Revolving hollow fiber–liquid phase microextraction coupled to GC/MS using electron ionization for quantification of five aromatic hydrocarbon isomers

Abstract

A dynamic liquid phase microextraction method using a revolving hollow fiber was demonstrated for coupling to GC/MS [using EI (electronic ionization) and selected ion monitor (SIM)] as a concentrating probe for rapid analysis and quantitative determination of five aromatic hydrocarbon isomers (cumene; propylbenzene; 2-ethyltoluene; 1,2,3-trimethylbenzene; and 1,2,4-trimethylbenzene) from biological matrices (human urine and human plasma). This technique was named as revolving hollow fiber-liquid phase microextraction (RHF-LPME). The optimized parameters of RHF-LPME coupled to GC/MS experiments were extraction solvent, toluene; extraction time, 2 min; sample agitation rate, 700 rpm; salt concentration, 0%; rotating speed for motor driving rotator, 250 rpm; and the rotator was operated in a reversed direction with the stirrer.
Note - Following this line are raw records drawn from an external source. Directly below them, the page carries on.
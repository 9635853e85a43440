use parking_lot::Mutex;
use serde_json::Value;
use tokio::sync::mpsc;
use tokio::task::JoinHandle;
use tracing::{error, warn};

use crate::logfiles::RotatingWriter;

/// Default bounded capacity of the logger channel. Overflow blocks the
/// producer rather than dropping events.
pub const DEFAULT_CHANNEL_CAPACITY: usize = 20_000;

/// Asynchronous JSON-lines writer.
///
/// One instance serves one destination and one purpose (fallback or
/// archive). Producers send values into a bounded channel; a single drain
/// task owns the rotating file writer. Closing the logger closes the
/// channel and lets the drain task flush what's left.
pub struct AsyncLogger {
    tx: Mutex<Option<mpsc::Sender<Value>>>,
    drain: Mutex<Option<JoinHandle<()>>>,
}

impl AsyncLogger {
    pub fn new(mut writer: RotatingWriter, capacity: usize) -> Self {
        let (tx, mut rx) = mpsc::channel::<Value>(capacity.max(1));

        let drain = tokio::spawn(async move {
            while let Some(value) = rx.recv().await {
                match serde_json::to_string(&value) {
                    Ok(line) => {
                        if let Err(err) = writer.write_line(&line) {
                            error!(error = %err, "failed to write log line");
                        }
                    }
                    Err(err) => error!(error = %err, "failed to encode log line"),
                }
            }

            if let Err(err) = writer.flush() {
                error!(error = %err, "failed to flush log writer on close");
            }
        });

        Self {
            tx: Mutex::new(Some(tx)),
            drain: Mutex::new(Some(drain)),
        }
    }

    /// Enqueues a value for writing. Blocks (asynchronously) when the
    /// channel is full; events are never dropped here.
    pub async fn consume(&self, value: Value) {
        let tx = self.tx.lock().clone();
        match tx {
            Some(tx) => {
                if tx.send(value).await.is_err() {
                    warn!("log line dropped: writer task is gone");
                }
            }
            None => warn!("log line dropped: logger is closed"),
        }
    }

    /// Serializes and enqueues anything serializable.
    pub async fn consume_any<T: serde::Serialize>(&self, value: &T) {
        match serde_json::to_value(value) {
            Ok(value) => self.consume(value).await,
            Err(err) => error!(error = %err, "failed to encode value for logging"),
        }
    }

    /// Closes the channel and waits for the drain task to flush.
    pub async fn close(&self) {
        let tx = self.tx.lock().take();
        drop(tx);

        let drain = self.drain.lock().take();
        if let Some(drain) = drain
            && let Err(err) = drain.await
        {
            error!(error = %err, "log drain task failed");
        }
    }
}

impl std::fmt::Debug for AsyncLogger {
    fn fmt(&self, f: &mut std::fmt::Formatter<'_>) -> std::fmt::Result {
        f.debug_struct("AsyncLogger")
            .field("closed", &self.tx.lock().is_none())
            .finish()
    }
}
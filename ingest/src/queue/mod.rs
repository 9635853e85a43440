//! File-backed FIFO of accepted events.
//!
//! Each streaming destination owns one queue directory under the events
//! path. Records are JSON lines in an append-only log; the consumer offset
//! is persisted next to it, so a restart resumes exactly where the previous
//! process stopped. The log is compacted on open and whenever the consumed
//! prefix grows large.

use std::collections::VecDeque;
use std::fs::{File, OpenOptions};
use std::io::{BufRead, BufReader, Write};
use std::path::{Path, PathBuf};
use std::sync::Arc;

use chrono::{DateTime, Utc};
use parking_lot::Mutex;
use serde::{Deserialize, Serialize};
use tokio::sync::Notify;
use tracing::{debug, warn};

use crate::error::{ErrorKind, IngestError, IngestResult};
use crate::ingest_error;
use crate::types::{Event, TokenId};

/// Queue directory name per destination: `queue.dst=<destination id>`.
pub fn queue_dir_name(destination_id: &str) -> String {
    format!("queue.dst={destination_id}")
}

const LOG_FILE: &str = "events.log";
const OFFSET_FILE: &str = "offset";

/// Compact the log once this many consumed records accumulate at its head.
const COMPACTION_THRESHOLD: u64 = 10_000;

/// One queued event. `not_before` is set for delayed re-enqueues after a
/// transient failure.
#[derive(Debug, Clone, Serialize, Deserialize, PartialEq)]
pub struct QueuedEvent {
    pub payload: Event,
    #[serde(default)]
    pub not_before: Option<DateTime<Utc>>,
    pub token_id: TokenId,
}

struct QueueState {
    pending: VecDeque<QueuedEvent>,
    log: File,
    /// Records consumed from the head of the log file.
    consumed: u64,
    closed: bool,
}

/// Durable per-destination FIFO.
///
/// Ordering is preserved for records without `not_before`; delayed records
/// are appended at the tail on re-enqueue and may therefore be observed out
/// of order relative to later non-delayed records.
pub struct PersistentQueue {
    destination_id: String,
    dir: PathBuf,
    state: Mutex<QueueState>,
    notify: Notify,
}

impl PersistentQueue {
    /// Opens (or creates) the queue directory and replays the unconsumed
    /// suffix of the log into memory.
    pub fn open(events_dir: &Path, destination_id: &str) -> IngestResult<Arc<Self>> {
        let dir = events_dir.join(queue_dir_name(destination_id));
        std::fs::create_dir_all(&dir)
            .map_err(|err| ingest_error!(ErrorKind::Io, "Failed to create queue dir", err))?;

        let consumed = read_offset(&dir.join(OFFSET_FILE));
        let log_path = dir.join(LOG_FILE);
        let mut pending = VecDeque::new();

        if log_path.exists() {
            let reader = BufReader::new(
                File::open(&log_path)
                    .map_err(|err| ingest_error!(ErrorKind::Io, "Failed to open queue log", err))?,
            );

            for (index, line) in reader.lines().enumerate() {
                let line = line.map_err(|err| {
                    ingest_error!(ErrorKind::QueueCorrupted, "Failed to read queue log", err)
                })?;
                if (index as u64) < consumed || line.trim().is_empty() {
                    continue;
                }
                match serde_json::from_str::<QueuedEvent>(&line) {
                    Ok(record) => pending.push_back(record),
                    Err(err) => {
                        // One bad record does not poison the queue.
                        warn!(
                            destination = destination_id,
                            line = index,
                            error = %err,
                            "dropping corrupt queue record"
                        );
                    }
                }
            }
        }

        // Compact on open: rewrite the surviving records and reset the
        // offset so the consumed prefix doesn't grow across restarts.
        write_log(&log_path, pending.iter())?;
        write_offset(&dir.join(OFFSET_FILE), 0)?;

        let log = OpenOptions::new()
            .append(true)
            .create(true)
            .open(&log_path)
            .map_err(|err| ingest_error!(ErrorKind::Io, "Failed to open queue log", err))?;

        debug!(
            destination = destination_id,
            pending = pending.len(),
            "opened persistent queue"
        );

        Ok(Arc::new(Self {
            destination_id: destination_id.to_owned(),
            dir,
            state: Mutex::new(QueueState {
                pending,
                log,
                consumed: 0,
                closed: false,
            }),
            notify: Notify::new(),
        }))
    }

    /// Appends an event at the tail.
    pub fn enqueue(&self, payload: Event, token_id: &str) -> IngestResult<()> {
        self.push(QueuedEvent {
            payload,
            not_before: None,
            token_id: token_id.to_owned(),
        })
    }

    /// Re-enqueues an event with a delivery delay, used by the streaming
    /// worker on transient insert failures.
    pub fn consume_timed(
        &self,
        payload: Event,
        not_before: DateTime<Utc>,
        token_id: &str,
    ) -> IngestResult<()> {
        self.push(QueuedEvent {
            payload,
            not_before: Some(not_before),
            token_id: token_id.to_owned(),
        })
    }

    fn push(&self, record: QueuedEvent) -> IngestResult<()> {
        let mut state = self.state.lock();
        if state.closed {
            return Err(closed_error(&self.destination_id));
        }

        let mut line = serde_json::to_string(&record).map_err(|err| {
            ingest_error!(ErrorKind::SerializationFailed, "Failed to encode queue record", err)
        })?;
        line.push('\n');
        state
            .log
            .write_all(line.as_bytes())
            .and_then(|_| state.log.flush())
            .map_err(|err| ingest_error!(ErrorKind::Io, "Failed to append queue record", err))?;

        state.pending.push_back(record);
        drop(state);

        self.notify.notify_one();
        Ok(())
    }

    /// Removes and returns the head record, waiting until one is available.
    /// Returns [`ErrorKind::QueueClosed`] once the queue is closed and
    /// drained.
    pub async fn dequeue_block(&self) -> IngestResult<QueuedEvent> {
        loop {
            let notified = self.notify.notified();

            {
                let mut state = self.state.lock();
                if let Some(record) = state.pending.pop_front() {
                    state.consumed += 1;
                    let consumed = state.consumed;
                    persist_offset_locked(&self.dir, &mut state, consumed);
                    return Ok(record);
                }
                if state.closed {
                    return Err(closed_error(&self.destination_id));
                }
            }

            notified.await;
        }
    }

    /// Number of records waiting in memory.
    pub fn len(&self) -> usize {
        self.state.lock().pending.len()
    }

    pub fn is_empty(&self) -> bool {
        self.len() == 0
    }

    /// Closes the queue. Pending records stay on disk for the next start;
    /// blocked consumers are woken and observe [`ErrorKind::QueueClosed`].
    pub fn close(&self) {
        let mut state = self.state.lock();
        state.closed = true;
        drop(state);
        self.notify.notify_waiters();
        debug!(destination = %self.destination_id, "closed persistent queue");
    }

    pub fn is_closed(&self) -> bool {
        self.state.lock().closed
    }
}

fn closed_error(destination_id: &str) -> IngestError {
    ingest_error!(ErrorKind::QueueClosed, "Queue is closed", destination_id)
}

fn read_offset(path: &Path) -> u64 {
    std::fs::read_to_string(path)
        .ok()
        .and_then(|raw| raw.trim().parse().ok())
        .unwrap_or(0)
}

fn write_offset(path: &Path, offset: u64) -> IngestResult<()> {
    std::fs::write(path, offset.to_string())
        .map_err(|err| ingest_error!(ErrorKind::Io, "Failed to persist queue offset", err))
}

fn persist_offset_locked(dir: &Path, state: &mut QueueState, consumed: u64) {
    if let Err(err) = write_offset(&dir.join(OFFSET_FILE), consumed) {
        // The offset is best-effort: losing it means re-delivery after a
        // crash, which downstream PK merge absorbs.
        warn!(error = %err, "failed to persist queue offset");
    }

    if consumed >= COMPACTION_THRESHOLD {
        let log_path = dir.join(LOG_FILE);
        match write_log(&log_path, state.pending.iter()) {
            Ok(()) => {
                if let Ok(log) = OpenOptions::new().append(true).open(&log_path) {
                    state.log = log;
                    state.consumed = 0;
                    let _ = write_offset(&dir.join(OFFSET_FILE), 0);
                }
            }
            Err(err) => warn!(error = %err, "queue compaction failed"),
        }
    }
}

fn write_log<'a>(
    path: &Path,
    records: impl Iterator<Item = &'a QueuedEvent>,
) -> IngestResult<()> {
    let mut file = File::create(path)
        .map_err(|err| ingest_error!(ErrorKind::Io, "Failed to rewrite queue log", err))?;

    for record in records {
        let line = serde_json::to_string(record).map_err(|err| {
            ingest_error!(ErrorKind::SerializationFailed, "Failed to encode queue record", err)
        })?;
        file.write_all(line.as_bytes())
            .and_then(|_| file.write_all(b"\n"))
            .map_err(|err| ingest_error!(ErrorKind::Io, "Failed to rewrite queue log", err))?;
    }

    file.flush()
        .and_then(|_| file.sync_all())
        .map_err(|err| ingest_error!(ErrorKind::Io, "Failed to sync queue log", err))?;

    Ok(())
}

#[cfg(test)]
mod tests {
    use super::*;
    use serde_json::json;

    fn event(id: &str) -> Event {
        Event::new(
            json!({"eventn_ctx": {"event_id": id}})
                .as_object()
                .unwrap()
                .clone(),
        )
    }

    #[tokio::test]
    async fn fifo_order_is_preserved() {
        let dir = tempfile::tempdir().unwrap();
        let queue = PersistentQueue::open(dir.path(), "dst").unwrap();

        queue.enqueue(event("1"), "tok").unwrap();
        queue.enqueue(event("2"), "tok").unwrap();
        queue.enqueue(event("3"), "tok").unwrap();

        for expected in ["1", "2", "3"] {
            let record = queue.dequeue_block().await.unwrap();
            assert_eq!(record.payload.event_id(), expected);
            assert!(record.not_before.is_none());
        }
    }

    #[tokio::test]
    async fn survives_restart() {
        let dir = tempfile::tempdir().unwrap();

        {
            let queue = PersistentQueue::open(dir.path(), "dst").unwrap();
            queue.enqueue(event("1"), "tok").unwrap();
            queue.enqueue(event("2"), "tok").unwrap();
            // Consume one so the offset is non-zero at "crash" time.
            queue.dequeue_block().await.unwrap();
        }

        let reopened = PersistentQueue::open(dir.path(), "dst").unwrap();
        assert_eq!(reopened.len(), 1);
        let record = reopened.dequeue_block().await.unwrap();
        assert_eq!(record.payload.event_id(), "2");
        assert_eq!(record.token_id, "tok");
    }

    #[tokio::test]
    async fn consume_timed_carries_not_before() {
        let dir = tempfile::tempdir().unwrap();
        let queue = PersistentQueue::open(dir.path(), "dst").unwrap();

        let later = Utc::now() + chrono::Duration::seconds(20);
        queue.consume_timed(event("1"), later, "tok").unwrap();

        let record = queue.dequeue_block().await.unwrap();
        assert_eq!(record.not_before, Some(later));
    }

    #[tokio::test]
    async fn close_wakes_blocked_consumer() {
        let dir = tempfile::tempdir().unwrap();
        let queue = PersistentQueue::open(dir.path(), "dst").unwrap();

        let consumer = {
            let queue = Arc::clone(&queue);
            tokio::spawn(async move { queue.dequeue_block().await })
        };

        // Give the consumer a chance to block.
        tokio::task::yield_now().await;
        queue.close();

        let err = consumer.await.unwrap().unwrap_err();
        assert_eq!(err.kind(), ErrorKind::QueueClosed);
        assert!(queue.enqueue(event("1"), "tok").is_err());
    }

    #[tokio::test]
    async fn drains_pending_records_after_close() {
        let dir = tempfile::tempdir().unwrap();
        let queue = PersistentQueue::open(dir.path(), "dst").unwrap();

        queue.enqueue(event("1"), "tok").unwrap();
        queue.close();

        // The already-enqueued record is still delivered.
        let record = queue.dequeue_block().await.unwrap();
        assert_eq!(record.payload.event_id(), "1");

        let err = queue.dequeue_block().await.unwrap_err();
        assert_eq!(err.kind(), ErrorKind::QueueClosed);
    }
}
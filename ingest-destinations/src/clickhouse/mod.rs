//! ClickHouse sink adapter.
//!
//! Speaks the HTTP interface through the `clickhouse` client. DDL and
//! schema reads go to one node; inserts rotate across the configured DSNs.
//! In cluster mode every DDL statement carries `ON CLUSTER`, tables use the
//! replicated engine, and a `dist_<table>` Distributed shim is dropped and
//! recreated on every schema patch.

pub mod schema;

pub use schema::sql_type;

use std::sync::Arc;
use std::sync::atomic::{AtomicUsize, Ordering};

use async_trait::async_trait;
use clickhouse::Client;
use serde::Deserialize;
use tracing::debug;

use ingest::error::{ErrorKind, IngestResult};
use ingest::ingest_error;
use ingest::schema::DataType;
use ingest::sink::SinkAdapter;
use ingest::table::{SqlColumn, Table};
use ingest::types::Event;
use ingest_config::ClickHouseConfig;

use crate::values::{SqlValue, row_values};
use schema::{TableStatementFactory, columns_clause, dist_table_name};

const TABLE_SCHEMA_QUERY: &str =
    "SELECT name, type FROM system.columns WHERE database = ? AND table = ?";

#[derive(Debug, clickhouse::Row, Deserialize)]
struct ColumnRow {
    name: String,
    #[serde(rename = "type")]
    column_type: String,
}

pub struct ClickHouseAdapter {
    clients: Vec<Client>,
    next_client: AtomicUsize,
    factory: TableStatementFactory,
    nullable_fields: Vec<String>,
}

impl ClickHouseAdapter {
    pub async fn connect(config: &ClickHouseConfig) -> IngestResult<Arc<Self>> {
        config
            .validate()
            .map_err(|err| ingest_error!(ErrorKind::ValidationFailed, "Invalid ClickHouse config", err))?;

        let clients = config
            .dsns
            .iter()
            .map(|dsn| {
                let mut client = Client::default()
                    .with_url(dsn)
                    .with_database(&config.db);
                if let Some(user) = &config.username {
                    client = client.with_user(user);
                }
                if let Some(password) = &config.password {
                    client = client.with_password(password.expose_secret());
                }
                client
            })
            .collect();

        let nullable_fields = config
            .engine
            .as_ref()
            .map(|engine| engine.nullable_fields.clone())
            .unwrap_or_default();

        let adapter = Arc::new(Self {
            clients,
            next_client: AtomicUsize::new(0),
            factory: TableStatementFactory::new(config),
            nullable_fields,
        });

        adapter.create_database().await?;
        Ok(adapter)
    }

    fn client(&self) -> &Client {
        let index = self.next_client.fetch_add(1, Ordering::Relaxed);
        &self.clients[index % self.clients.len()]
    }

    async fn create_database(&self) -> IngestResult<()> {
        let statement = format!(
            "CREATE DATABASE IF NOT EXISTS \"{}\"{}",
            self.factory.database(),
            self.factory.on_cluster_clause()
        );
        self.execute_ddl(&statement).await
    }

    async fn execute_ddl(&self, statement: &str) -> IngestResult<()> {
        debug!(ddl = statement, "executing DDL");
        self.client()
            .query(statement)
            .execute()
            .await
            .map_err(|err| ingest_error!(ErrorKind::DdlFailed, "ClickHouse DDL failed", statement).with_source(err))
    }

    /// Drops and recreates the Distributed shim. Serialized by the named
    /// DDL lock of the table helper; concurrent inserts during the window
    /// land on the underlying table unaffected.
    async fn recreate_distributed(&self, table_name: &str) -> IngestResult<()> {
        if let Some(drop) = self.factory.drop_distributed_statement(table_name) {
            self.execute_ddl(&drop).await?;
        }
        if let Some(create) = self.factory.create_distributed_statement(table_name) {
            self.execute_ddl(&create).await?;
        }
        Ok(())
    }

    fn render_insert(&self, table: &Table, rows: &[Event]) -> String {
        let columns: Vec<(&String, &SqlColumn)> = table.columns.iter().collect();

        let column_list = columns
            .iter()
            .map(|(name, _)| format!("\"{name}\""))
            .collect::<Vec<_>>()
            .join(", ");

        let tuples = rows
            .iter()
            .map(|row| {
                let rendered = row_values(row, &columns)
                    .iter()
                    .zip(&columns)
                    .map(|(value, (name, column))| {
                        let nullable = self.nullable_fields.iter().any(|f| f == *name);
                        render_value(value, &column.sql_type, nullable)
                    })
                    .collect::<Vec<_>>()
                    .join(", ");
                format!("({rendered})")
            })
            .collect::<Vec<_>>()
            .join(", ");

        format!(
            "INSERT INTO \"{}\".\"{}\" ({column_list}) VALUES {tuples}",
            self.factory.database(),
            table.name
        )
    }

    async fn insert_rows(&self, table: &Table, rows: &[Event]) -> IngestResult<()> {
        if rows.is_empty() || table.columns.is_empty() {
            return Ok(());
        }

        let statement = self.render_insert(table, rows);
        self.client()
            .query(&statement)
            .execute()
            .await
            .map_err(|err| {
                ingest_error!(
                    ErrorKind::QueryFailed,
                    "ClickHouse insert failed",
                    format!("table {}, {} rows", table.name, rows.len())
                )
                .with_source(err)
            })
    }
}

#[async_trait]
impl SinkAdapter for ClickHouseAdapter {
    fn sink_type(&self) -> &'static str {
        "clickhouse"
    }

    async fn test_connection(&self) -> IngestResult<()> {
        self.client()
            .query("SELECT 1")
            .fetch_one::<u8>()
            .await
            .map(|_| ())
            .map_err(|err| {
                ingest_error!(ErrorKind::ConnectionFailed, "ClickHouse connectivity check failed")
                    .with_source(err)
            })
    }

    async fn get_table_schema(&self, table_name: &str) -> IngestResult<Table> {
        let rows: Vec<ColumnRow> = self
            .client()
            .query(TABLE_SCHEMA_QUERY)
            .bind(self.factory.database())
            .bind(table_name)
            .fetch_all()
            .await
            .map_err(|err| {
                ingest_error!(ErrorKind::QueryFailed, "Failed to read table schema", table_name)
                    .with_source(err)
            })?;

        let mut table = Table::new(table_name);
        for row in rows {
            table.columns.insert(
                row.name,
                SqlColumn::new(
                    row.column_type.clone(),
                    data_type_from_db(&row.column_type),
                ),
            );
        }

        Ok(table)
    }

    async fn create_table(&self, table: &Table) -> IngestResult<()> {
        let clause = columns_clause(table, &self.nullable_fields);
        let statement = self.factory.create_table_statement(&table.name, &clause);
        self.execute_ddl(&statement).await?;

        self.recreate_distributed(&table.name).await
    }

    async fn patch_table_schema(&self, patch: &Table) -> IngestResult<()> {
        for (name, column) in &patch.columns {
            let nullable = self.nullable_fields.iter().any(|f| f == name);
            let column_type = if nullable {
                format!("Nullable({})", column.sql_type)
            } else {
                column.sql_type.clone()
            };

            self.execute_ddl(&format!(
                "ALTER TABLE \"{}\".\"{}\"{}ADD COLUMN \"{name}\" {column_type}",
                self.factory.database(),
                patch.name,
                self.factory.on_cluster_clause()
            ))
            .await?;
        }

        // The shim's schema is frozen at creation; recreate it so it picks
        // up the new columns.
        self.recreate_distributed(&patch.name).await
    }

    async fn insert(&self, table: &Table, row: &Event) -> IngestResult<()> {
        self.insert_rows(table, std::slice::from_ref(row)).await
    }

    async fn bulk_insert(&self, table: &Table, rows: &[Event]) -> IngestResult<()> {
        self.insert_rows(table, rows).await
    }

    async fn bulk_update(&self, table: &Table, rows: &[Event]) -> IngestResult<()> {
        // ReplacingMergeTree collapses rows sharing the ordering key, with
        // `_timestamp` as the version column; a merge is a plain insert.
        self.insert_rows(table, rows).await
    }

    async fn close(&self) -> IngestResult<()> {
        Ok(())
    }
}

/// Renders one value as a ClickHouse literal. Booleans become UInt8 0/1;
/// NULL is only emitted for explicitly nullable columns, other columns get
/// the type default.
fn render_value(value: &SqlValue, sql_type: &str, nullable: bool) -> String {
    match value {
        SqlValue::Null => {
            if nullable {
                "NULL".to_owned()
            } else {
                type_default(sql_type)
            }
        }
        SqlValue::Bool(b) => if *b { "1" } else { "0" }.to_owned(),
        SqlValue::Int(i) => i.to_string(),
        SqlValue::Float(f) => f.to_string(),
        SqlValue::Timestamp(ts) => format!("'{}'", ts.format("%Y-%m-%d %H:%M:%S")),
        SqlValue::Text(s) => format!("'{}'", escape_string(s)),
    }
}

fn type_default(sql_type: &str) -> String {
    let base = sql_type
        .strip_prefix("Nullable(")
        .and_then(|t| t.strip_suffix(')'))
        .unwrap_or(sql_type);

    match base {
        "Int64" | "UInt8" | "Float64" => "0".to_owned(),
        "DateTime" => "'1970-01-01 00:00:00'".to_owned(),
        _ => "''".to_owned(),
    }
}

fn escape_string(s: &str) -> String {
    s.replace('\\', "\\\\").replace('\'', "\\'")
}

fn data_type_from_db(db_type: &str) -> Option<DataType> {
    let base = db_type
        .strip_prefix("Nullable(")
        .and_then(|t| t.strip_suffix(')'))
        .unwrap_or(db_type);

    match base {
        "String" => Some(DataType::String),
        "Int64" => Some(DataType::Int64),
        "Float64" => Some(DataType::Float64),
        "UInt8" => Some(DataType::Bool),
        "DateTime" => Some(DataType::Timestamp),
        _ => None,
    }
}

#[cfg(test)]
mod tests {
    use super::*;
    use serde_json::json;

    #[test]
    fn values_render_as_clickhouse_literals() {
        assert_eq!(render_value(&SqlValue::Bool(true), "UInt8", false), "1");
        assert_eq!(render_value(&SqlValue::Bool(false), "UInt8", false), "0");
        assert_eq!(
            render_value(&SqlValue::Text("O'Brien".into()), "String", false),
            "'O\\'Brien'"
        );
        assert_eq!(render_value(&SqlValue::Null, "Int64", false), "0");
        assert_eq!(render_value(&SqlValue::Null, "String", true), "NULL");
    }

    #[test]
    fn nullable_type_names_unwrap_for_defaults() {
        assert_eq!(type_default("Nullable(Int64)"), "0");
        assert_eq!(type_default("String"), "''");
    }

    #[test]
    fn db_types_map_back() {
        assert_eq!(data_type_from_db("Nullable(Float64)"), Some(DataType::Float64));
        assert_eq!(data_type_from_db("UInt8"), Some(DataType::Bool));
        assert_eq!(data_type_from_db("Array(String)"), None);
    }

    #[test]
    fn insert_statement_shape() {
        let mut table = Table::new("events");
        table
            .columns
            .insert("v".into(), SqlColumn::new("Int64", Some(DataType::Int64)));
        table.columns.insert(
            "name".into(),
            SqlColumn::new("String", Some(DataType::String)),
        );

        let config = ClickHouseConfig {
            dsns: vec!["http://localhost:8123".into()],
            db: "db".into(),
            username: None,
            password: None,
            cluster: None,
            engine: None,
        };
        let adapter = ClickHouseAdapter {
            clients: vec![Client::default()],
            next_client: AtomicUsize::new(0),
            factory: TableStatementFactory::new(&config),
            nullable_fields: Vec::new(),
        };

        let row = Event::new(json!({"v": 7, "name": "x"}).as_object().unwrap().clone());
        let statement = adapter.render_insert(&table, &[row]);
        assert_eq!(
            statement,
            "INSERT INTO \"db\".\"events\" (\"name\", \"v\") VALUES ('x', 7)"
        );
    }
}
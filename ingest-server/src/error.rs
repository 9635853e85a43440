use thiserror::Error;

pub type ServerResult<T> = Result<T, ServerError>;

/// Top-level service errors; any of them maps to a non-zero exit code.
#[derive(Debug, Error)]
pub enum ServerError {
    #[error("configuration error: {0}")]
    Config(#[from] ingest_config::LoadConfigError),

    #[error("configuration validation error: {0}")]
    Validation(#[from] ingest_config::ValidationError),

    #[error("initialization error: {0}")]
    Init(#[from] ingest::IngestError),

    #[error("runtime error: {0}")]
    Runtime(#[from] std::io::Error),
}
use axum::{
    http::StatusCode,
    response::{IntoResponse, Response},
    Json,
};
use serde_json::json;
use thiserror::Error;

use crate::analysis::AnalysisError;
use crate::auth::AuthError;

/// Message shown for any failed analysis, whatever the cause.
pub const ANALYSIS_FAILED_MESSAGE: &str = "Failed to analyze resume. Please try again.";

/// Application-level error type.
/// Implements `IntoResponse` so Axum handlers can return `Result<T, AppError>`.
#[derive(Debug, Error)]
pub enum AppError {
    #[error("Not found: {0}")]
    NotFound(String),

    #[error("Validation error: {0}")]
    Validation(String),

    #[error("Analysis failed: {0}")]
    Analysis(AnalysisError),

    #[error("Auth error: {0}")]
    Auth(#[from] AuthError),
}

impl From<AnalysisError> for AppError {
    fn from(err: AnalysisError) -> Self {
        match err {
            AnalysisError::EmptyInput => AppError::Validation(err.to_string()),
            other => AppError::Analysis(other),
        }
    }
}

impl IntoResponse for AppError {
    fn into_response(self) -> Response {
        let (status, code, message) = match &self {
            AppError::NotFound(msg) => (StatusCode::NOT_FOUND, "NOT_FOUND", msg.clone()),
            AppError::Validation(msg) => (StatusCode::BAD_REQUEST, "VALIDATION_ERROR", msg.clone()),
            AppError::Analysis(e) => {
                tracing::error!("Analysis error: {e}");
                (
                    StatusCode::BAD_GATEWAY,
                    "ANALYSIS_FAILED",
                    ANALYSIS_FAILED_MESSAGE.to_string(),
                )
            }
            AppError::Auth(AuthError::MissingCredentials) => (
                StatusCode::BAD_REQUEST,
                "VALIDATION_ERROR",
                AuthError::MissingCredentials.to_string(),
            ),
            AppError::Auth(e) => {
                tracing::error!("Auth error: {e}");
                (
                    StatusCode::INTERNAL_SERVER_ERROR,
                    "INTERNAL_ERROR",
                    "An internal server error occurred".to_string(),
                )
            }
        };

        let body = Json(json!({
            "error": {
                "code": code,
                "message": message
            }
        }));

        (status, body).into_response()
    }
}

#[cfg(test)]
mod tests {
    use super::*;

    #[test]
    fn test_empty_input_maps_to_validation() {
        let err: AppError = AnalysisError::EmptyInput.into();
        assert!(matches!(err, AppError::Validation(_)));
        assert_eq!(err.into_response().status(), StatusCode::BAD_REQUEST);
    }

    #[test]
    fn test_analysis_failures_map_to_bad_gateway() {
        let err: AppError = AnalysisError::Parse {
            raw: "x".into(),
            reason: "y".into(),
        }
        .into();
        assert_eq!(err.into_response().status(), StatusCode::BAD_GATEWAY);
    }

    #[test]
    fn test_missing_credentials_is_bad_request() {
        let err: AppError = AuthError::MissingCredentials.into();
        assert_eq!(err.into_response().status(), StatusCode::BAD_REQUEST);
    }
}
The linear range of calibration curve of RHF-LPME was from 0.002 to 0.4 microg/mL with R(2) > 0.9916 and the RSD values were from 4.5 to 5.2%. Additionally, comparing to single drop microextraction (SDME), this method offers better limits of detection (LODs) and EF (enrichment factor). This approach exhibits many advantages including simplicity, rapid detection with high reproducibility and high extraction efficiency, easy to operate and fast to reach equilibrium for analyzing biological samples. This approach has the potential to be widely used because it only requires simple devices to perform all extraction processes. We believe that this technique can be a powerful tool for GC/MS analysis of biological samples and clinical applications in the near future.